*Listed entries*.
========================
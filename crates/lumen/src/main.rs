//! Lumen - render a field of random spheres with a CPU path tracer.
//!
//! The image goes to stdout as plain PPM unless `-o` names a file;
//! progress and timing go to stderr through the logger.

use std::io::{self, BufWriter};
use std::time::Instant;

use anyhow::{Context, Result};
use log::info;
use lumen_renderer::Camera;

mod cli;
mod scene;

use cli::Args;

fn main() -> Result<()> {
    let args = Args::parse_or_exit();

    // Logs go to stderr so stdout stays a clean image stream
    env_logger::Builder::from_env(env_logger::Env::default().default_filter_or("info")).init();

    let world = scene::random_spheres(&mut rand::thread_rng());
    let camera = Camera::new(&scene::camera_config(&args));

    info!("Starting render...");
    info!("Image size: {}x{}", camera.image_width(), camera.image_height());
    info!("Samples per pixel: {}", camera.samples_per_pixel());
    info!("Max ray depth: {}", camera.max_depth());

    let start = Instant::now();
    let image = camera.render(&world).context("Render failed")?;
    info!("Render completed in {} seconds", start.elapsed().as_secs());

    match &args.output {
        Some(path) => {
            image
                .save(path)
                .with_context(|| format!("Failed to save image to {}", path.display()))?;
            info!("Saved to {}", path.display());
        }
        None => {
            let stdout = io::stdout();
            let mut writer = BufWriter::new(stdout.lock());
            image
                .write_ppm(&mut writer)
                .context("Failed to write image to stdout")?;
        }
    }

    Ok(())
}
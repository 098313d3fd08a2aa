use log::debug;

use crate::error::{ModemError, Result};
use crate::framing::{decode_packet, DecodedPacket};
use crate::fsk::FskDemodulator;
use crate::sync::find_sync;
use crate::SAMPLES_PER_BIT;

/// Offline decoder for a fully captured sample sequence (e.g. a WAV file).
pub struct Decoder {
    demodulator: FskDemodulator,
}

impl Decoder {
    pub fn new() -> Self {
        Self {
            demodulator: FskDemodulator::new(),
        }
    }

    /// Demodulate every whole bit window, locate the frame-start pattern,
    /// and decode the packet that follows it.
    ///
    /// Ambiguous and Invalid windows are dropped from the bit sequence, so
    /// a corrupted preamble shifts alignment until the next cleanly
    /// received preamble + sync occurrence. There is no finer-grained
    /// resynchronization.
    pub fn decode(&self, samples: &[f32], local_id: u8) -> Result<DecodedPacket> {
        let bits = self.demodulate_all(samples);
        debug!("demodulated {} bits from {} samples", bits.len(), samples.len());

        let header_start = find_sync(&bits).ok_or(ModemError::SyncNotFound)?;
        debug!("sync pattern found, header starts at bit {header_start}");

        Ok(decode_packet(&bits[header_start..], local_id))
    }

    fn demodulate_all(&self, samples: &[f32]) -> Vec<u8> {
        let mut bits = Vec::with_capacity(samples.len() / SAMPLES_PER_BIT);
        // A trailing partial window is skipped, same as any undersized read
        for window in samples.chunks_exact(SAMPLES_PER_BIT) {
            if let Some(bit) = self.demodulator.demodulate_bit(window).bit() {
                bits.push(bit);
            }
        }
        bits
    }
}

impl Default for Decoder {
    fn default() -> Self {
        Self::new()
    }
}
========================
*Try it*. Transcribe the material in full; every line must match exactly.

*Worked solution*.
filename crates/lumen/src/main.rs
//! Lumen - render a field of random spheres with a CPU path tracer.
//!
//! The image goes to stdout as plain PPM unless `-o` names a file;
//! progress and timing go to stderr through the logger.

use std::io::{self, BufWriter};
use std::time::Instant;

use anyhow::{Context, Result};
use log::info;
use lumen_renderer::Camera;

mod cli;
mod scene;

use cli::Args;

fn main() -> Result<()> {
    let args = Args::parse_or_exit();

    // Logs go to stderr so stdout stays a clean image stream
    env_logger::Builder::from_env(env_logger::Env::default().default_filter_or("info")).init();

    let world = scene::random_spheres(&mut rand::thread_rng());
    let camera = Camera::new(&scene::camera_config(&args));

    info!("Starting render...");
    info!("Image size: {}x{}", camera.image_width(), camera.image_height());
    info!("Samples per pixel: {}", camera.samples_per_pixel());
    info!("Max ray depth: {}", camera.max_depth());

    let start = Instant::now();
    let image = camera.render(&world).context("Render failed")?;
    info!("Render completed in {} seconds", start.elapsed().as_secs());

    match &args.output {
        Some(path) => {
            image
                .save(path)
                .with_context(|| format!("Failed to save image to {}", path.display()))?;
            info!("Saved to {}", path.display());
        }
        None => {
            let stdout = io::stdout();
            let mut writer = BufWriter::new(stdout.lock());
            image
                .write_ppm(&mut writer)
                .context("Failed to write image to stdout")?;
        }
    }

    Ok(())
}
repository 098313d3fd08a2aa
use log::debug;

use crate::error::{ModemError, Result};
use crate::framing::{decode_packet, DecodedPacket};
use crate::fsk::FskDemodulator;
use crate::sync::find_sync;
use crate::SAMPLES_PER_BIT;

/// Offline decoder for a fully captured sample sequence (e.g. a WAV file).
pub struct Decoder {
    demodulator: FskDemodulator,
}

impl Decoder {
    pub fn new() -> Self {
        Self {
            demodulator: FskDemodulator::new(),
        }
    }

    /// Demodulate every whole bit window, locate the frame-start pattern,
    /// and decode the packet that follows it.
    ///
    /// Ambiguous and Invalid windows are dropped from the bit sequence, so
    /// a corrupted preamble shifts alignment until the next cleanly
    /// received preamble + sync occurrence. There is no finer-grained
    /// resynchronization.
    pub fn decode(&self, samples: &[f32], local_id: u8) -> Result<DecodedPacket> {
        let bits = self.demodulate_all(samples);
        debug!("demodulated {} bits from {} samples", bits.len(), samples.len());

        let header_start = find_sync(&bits).ok_or(ModemError::SyncNotFound)?;
        debug!("sync pattern found, header starts at bit {header_start}");

        Ok(decode_packet(&bits[header_start..], local_id))
    }

    fn demodulate_all(&self, samples: &[f32]) -> Vec<u8> {
        let mut bits = Vec::with_capacity(samples.len() / SAMPLES_PER_BIT);
        // A trailing partial window is skipped, same as any undersized read
        for window in samples.chunks_exact(SAMPLES_PER_BIT) {
            if let Some(bit) = self.demodulator.demodulate_bit(window).bit() {
                bits.push(bit);
            }
        }
        bits
    }
}

impl Default for Decoder {
    fn default() -> Self {
        Self::new()
    }
}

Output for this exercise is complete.